I then faced the terrible prospect of calling my parents to tell them I had changed my name. It didn't help matters that my family name was also the name of my father's birthplace in Norway.

“But why?” my mother asked when I called home with my latest bulletin from Pluto. I could hear my father breathing on the extension phone. I was sure my brothers were hovering in close proximity.

“Because, you know . . . I wouldn't ever want to embarrass the family name . . .” I mumbled in complete embarrassment.

Pause . . . alarm. My mother's quiet voice asked, “What are you thinking of doing that might embarrass us?”

“Oh, honestly, Mother, nothing! But, well, you know.”

Of course, my parents didn't know. I didn't know. After another pause, my mother mumbled, “Don't be silly. I don't think anyone even knows our name out there.”

For my part, I've always been grateful the hard-of-hearing agent didn't have a box of Kleenex on her desk. Imagine explaining that one.

I also slowly weaned myself off my mother's dressmaking.

October 7, 1963:
Today is the one-year anniversary of my arrival in New York—do hope you save my letters, because one day I know I will want to remind myself of my first year in New York.

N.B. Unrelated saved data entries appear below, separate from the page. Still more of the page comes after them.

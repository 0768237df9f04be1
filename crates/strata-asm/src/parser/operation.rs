//! Operations in generic syntax, result groups and SSA value uses.

use strata_ir::{BlockRef, OpRef, Span, TypeRef, ValueRef};

use super::{Delimiter, OperationParser};
use crate::diagnostic::ParseResult;
use crate::lexer::TokenKind;
use crate::state::OperationState;
use crate::symbol_table::UnresolvedOperand;

/// One `%name` or `%name:N` entry on the left of `=`.
#[derive(Clone, Debug)]
pub(crate) struct ResultGroup {
    pub name: String,
    pub count: u32,
    pub span: Span,
}

impl OperationParser<'_> {
    /// `operation ::= (result-group (',' result-group)* '=')? (custom-op | generic-op)`
    pub(crate) fn parse_operation(&mut self) -> ParseResult<()> {
        let start = self.token.span;
        let mut groups = Vec::new();
        let mut expected_results = 0usize;

        if self.token.is(TokenKind::PercentIdent) {
            self.parse_comma_separated_list(Delimiter::None, "", |p| {
                let name = p.token;
                p.expect(TokenKind::PercentIdent, "expected valid ssa identifier")?;
                let mut count = 1;
                if p.consume_if(TokenKind::Colon) {
                    if !p.token.is(TokenKind::Integer) {
                        return Err(p.wrong_token_error("expected integer number of results"));
                    }
                    count = match p.token.int_value().and_then(|v| u32::try_from(v).ok()) {
                        Some(n) if n >= 1 => n,
                        _ => {
                            return Err(p.error("expected named operation to have at least 1 result"));
                        }
                    };
                    p.consume();
                }
                expected_results += count as usize;
                groups.push(ResultGroup {
                    name: name.text.to_owned(),
                    count,
                    span: name.span,
                });
                Ok(())
            })?;
            self.expect(TokenKind::Equal, "expected '=' after SSA name")?;
        }

        let op = match self.token.kind {
            TokenKind::BareIdent => self.parse_custom_operation(&groups)?,
            TokenKind::String => self.parse_generic_operation()?,
            _ => return Err(self.wrong_token_error("expected operation name in quotes")),
        };

        if groups.is_empty() {
            return Ok(());
        }
        let results = self.ctx.op_results(op).len();
        if results == 0 {
            return Err(self.error_at(start, "cannot name an operation with no results"));
        }
        if results != expected_results {
            return Err(self.error_at(
                start,
                format!(
                    "operation defines {results} results but was provided {expected_results} to bind"
                ),
            ));
        }

        let mut index = 0;
        for group in &groups {
            for number in 0..group.count {
                let value = self.ctx.op_result(op, index);
                let operand = UnresolvedOperand::new(group.name.as_str(), number, group.span);
                self.symbols.define_value(self.ctx, &operand, value)?;
                index += 1;
            }
        }
        Ok(())
    }

    /// `generic-op ::= string '(' ssa-uses? ')' successors? regions? attr-dict? ':' function-type`
    fn parse_generic_operation(&mut self) -> ParseResult<OpRef> {
        let name_token = self.token;
        let name = name_token.string_value();
        if name.is_empty() {
            return Err(self.error("empty operation name is invalid"));
        }
        if name.contains('\0') {
            return Err(self.error("null character not allowed in operation name"));
        }
        self.consume();

        let mut traits = self.registry.operation_traits(&name);
        if traits.is_none() {
            let dialect = name.split('.').next().unwrap_or_default();
            if self.registry.load_dialect(dialect) {
                traits = self.registry.operation_traits(&name);
            } else if !self.config.allow_unknown_dialects {
                return Err(self.error(
                    "operation being parsed with an unregistered dialect. If this is intended, \
                     please use -allow-unregistered-dialect with the MLIR tool used",
                ));
            }
        }

        let mut state = OperationState::new(name, self.location(name_token.span));

        self.expect(TokenKind::LParen, "expected '(' to start operand list")?;
        let operands = self.parse_optional_ssa_use_list()?;
        self.expect(TokenKind::RParen, "expected ')' to end operand list")?;

        if self.token.is(TokenKind::LSquare) {
            if traits.is_some_and(|t| !t.is_terminator) {
                return Err(self.error("successors in non-terminator"));
            }
            self.parse_comma_separated_list(Delimiter::Square, "", |p| {
                let block = p.parse_successor()?;
                state.successors.push(block);
                Ok(())
            })?;
        }

        if self.consume_if(TokenKind::LParen) {
            let isolated = traits.is_some_and(|t| t.is_isolated_from_above);
            loop {
                let region = self.parse_region(&[], isolated)?;
                state.regions.push(region);
                if !self.consume_if(TokenKind::Comma) {
                    break;
                }
            }
            self.expect(TokenKind::RParen, "expected ')' to end region list")?;
        }

        if self.token.is(TokenKind::LBrace) {
            state.attributes = self.parse_attribute_dict()?;
        }

        self.expect(TokenKind::Colon, "expected ':' followed by operation type")?;
        let type_span = self.token.span;
        let ty = self.parse_type()?;
        let Some((inputs, results)) = self
            .ctx
            .types
            .as_function(ty)
            .map(|(inputs, results)| (inputs.to_vec(), results.to_vec()))
        else {
            return Err(self.error_at(type_span, "expected function type"));
        };
        state.result_types = results;

        if inputs.len() != operands.len() {
            let plural = if operands.len() == 1 { "" } else { "s" };
            return Err(self.error_at(
                type_span,
                format!(
                    "expected {} operand type{plural} but had {}",
                    operands.len(),
                    inputs.len()
                ),
            ));
        }
        for (operand, &ty) in operands.iter().zip(&inputs) {
            let value = self.resolve_ssa_use(operand, ty)?;
            state.operands.push(value);
        }

        let op = self.create_operation(state);
        if let Some(location) = self.parse_optional_location_specifier()? {
            self.ctx.set_op_location(op, location);
        }
        Ok(op)
    }

    /// Create `state` and append it at the insertion point.
    pub(crate) fn create_operation(&mut self, state: OperationState) -> OpRef {
        tracing::trace!(op = %state.name, operands = state.operands.len(), "Built operation");
        let op = state.create(self.ctx);
        self.ctx.push_op(self.insertion, op);
        op
    }

    // ========================================================================
    // SSA uses
    // ========================================================================

    /// `ssa-use ::= '%' name ('#' number)?`
    pub(crate) fn parse_ssa_use(&mut self, allow_result_number: bool) -> ParseResult<UnresolvedOperand> {
        let token = self.token;
        self.expect(TokenKind::PercentIdent, "expected SSA operand")?;
        let mut operand = UnresolvedOperand::new(token.text, 0, token.span);

        if self.token.is(TokenKind::HashIdent) {
            if !allow_result_number {
                return Err(self.error("result number not allowed in argument list"));
            }
            let Some(number) = self.token.hash_number() else {
                return Err(self.error("invalid SSA value result number"));
            };
            operand.number = number;
            self.consume();
        }
        Ok(operand)
    }

    pub(crate) fn parse_optional_ssa_use_list(&mut self) -> ParseResult<Vec<UnresolvedOperand>> {
        let mut operands = Vec::new();
        if !self.token.is(TokenKind::PercentIdent) {
            return Ok(operands);
        }
        self.parse_comma_separated_list(Delimiter::None, "", |p| {
            operands.push(p.parse_ssa_use(true)?);
            Ok(())
        })?;
        Ok(operands)
    }

    /// `(ssa-use-list ':' type-list)?`, resolving each use.
    pub(crate) fn parse_optional_ssa_use_and_type_list(&mut self) -> ParseResult<Vec<ValueRef>> {
        let operands = self.parse_optional_ssa_use_list()?;
        if operands.is_empty() {
            return Ok(Vec::new());
        }
        self.expect(TokenKind::Colon, "expected ':' in operand list")?;
        let types = self.parse_type_list_no_parens()?;
        if types.len() != operands.len() {
            return Err(self.error(format!(
                "expected {} types to match operand list",
                operands.len()
            )));
        }
        operands
            .iter()
            .zip(types)
            .map(|(operand, ty)| self.resolve_ssa_use(operand, ty))
            .collect()
    }

    /// `ssa-use ':' type`, as used by block argument lists.
    pub(crate) fn parse_ssa_def_or_use_and_type(&mut self) -> ParseResult<(UnresolvedOperand, TypeRef)> {
        let operand = self.parse_ssa_use(false)?;
        self.expect(TokenKind::Colon, "expected ':' and type for SSA operand")?;
        let ty = self.parse_type()?;
        Ok((operand, ty))
    }

    pub(crate) fn resolve_ssa_use(&mut self, operand: &UnresolvedOperand, ty: TypeRef) -> ParseResult<ValueRef> {
        self.symbols.lookup_or_forward(self.ctx, operand, ty)
    }

    /// Bind `operand` to `value` in the current scope.
    pub(crate) fn add_definition(&mut self, operand: &UnresolvedOperand, value: ValueRef) -> ParseResult<()> {
        self.symbols.define_value(self.ctx, operand, value)
    }

    /// `successor ::= caret-id`
    pub(crate) fn parse_successor(&mut self) -> ParseResult<BlockRef> {
        if !self.token.is(TokenKind::CaretIdent) {
            return Err(self.wrong_token_error("expected block name"));
        }
        let token = self.consume();
        self.symbols.lookup_block(self.ctx, token.text, token.span)
    }
}
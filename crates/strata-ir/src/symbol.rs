//! Interned names shared by every graph in the process.

use std::sync::LazyLock;

use lasso::{Rodeo, Spur};
use parking_lot::RwLock;

static INTERNER: LazyLock<RwLock<Rodeo>> = LazyLock::new(|| RwLock::new(Rodeo::default()));

/// Interned string used for dialect names, operation names, attribute keys
/// and symbol references.
///
/// Symbols compare by key, so equality never touches the string table.
#[derive(Clone, Copy, Debug, PartialEq, Eq, PartialOrd, Ord, Hash)]
pub struct Symbol(Spur);

impl Symbol {
    /// Intern a static string. Prefer this over `from_dynamic` for literals.
    pub fn new(text: &'static str) -> Self {
        Self::get_or_else(text, |rodeo| rodeo.get_or_intern_static(text))
    }

    /// Intern a borrowed string.
    pub fn from_dynamic(text: &str) -> Self {
        Self::get_or_else(text, |rodeo| rodeo.get_or_intern(text))
    }

    fn get_or_else(text: &str, f: impl for<'r> FnOnce(&'r mut Rodeo) -> Spur) -> Self {
        let mut lock = INTERNER.upgradable_read();
        Symbol(if let Some(spur) = lock.get(text) {
            spur
        } else {
            lock.with_upgraded(f)
        })
    }

    /// Borrow the symbol's text without allocating.
    ///
    /// Nested symbol operations inside `f` are fine: the lock is taken with
    /// `read_recursive`.
    pub fn with_str<R>(&self, f: impl FnOnce(&str) -> R) -> R {
        let interner = INTERNER.read_recursive();
        f(interner.resolve(&self.0))
    }

    pub fn is_empty(&self) -> bool {
        self.with_str(str::is_empty)
    }
}

impl From<&'static str> for Symbol {
    fn from(text: &'static str) -> Self {
        Symbol::new(text)
    }
}

impl From<String> for Symbol {
    fn from(text: String) -> Self {
        Symbol::from_dynamic(&text)
    }
}

/// Declare a batch of symbol accessor functions.
///
/// ```
/// strata_ir::symbols! {
///     ATTR_SYM_NAME => "sym_name",
/// }
/// assert_eq!(ATTR_SYM_NAME(), "sym_name");
/// ```
#[macro_export]
macro_rules! symbols {
    ($($(#[$attr:meta])* $name:ident => $text:literal),* $(,)?) => {
        $(
            $(#[$attr])*
            #[allow(non_snake_case)]
            #[inline]
            pub fn $name() -> $crate::Symbol {
                $crate::Symbol::new($text)
            }
        )*
    };
}

impl PartialEq<str> for Symbol {
    fn eq(&self, other: &str) -> bool {
        self.with_str(|s| s == other)
    }
}

impl PartialEq<&str> for Symbol {
    fn eq(&self, other: &&str) -> bool {
        self.with_str(|s| s == *other)
    }
}

impl PartialEq<Symbol> for &str {
    fn eq(&self, other: &Symbol) -> bool {
        other.with_str(|s| s == *self)
    }
}

impl std::fmt::Display for Symbol {
    fn fmt(&self, f: &mut std::fmt::Formatter<'_>) -> std::fmt::Result {
        self.with_str(|s| f.write_str(s))
    }
}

The following summer, my parents and my kid brother drove from Minneapolis to spend a week with me in New York. I made special arrangements with the general manager so that my folks could visit the Club. I was working in the Playmate Bar when they strolled in. Luckily, I had a table free that gave them a good view. I brought them each a Tom Collins, “dipped” and showed off a bit. My mother scanned the wall of illuminated blowups of Playmates and idly asked if one particular picture was of me. Just as casually, I looked over my shoulder and asked, “that one, Mother?” I wanted to shout, “NO, MOTHER! THAT WOMAN IS COMPLETELY NAKED!!!”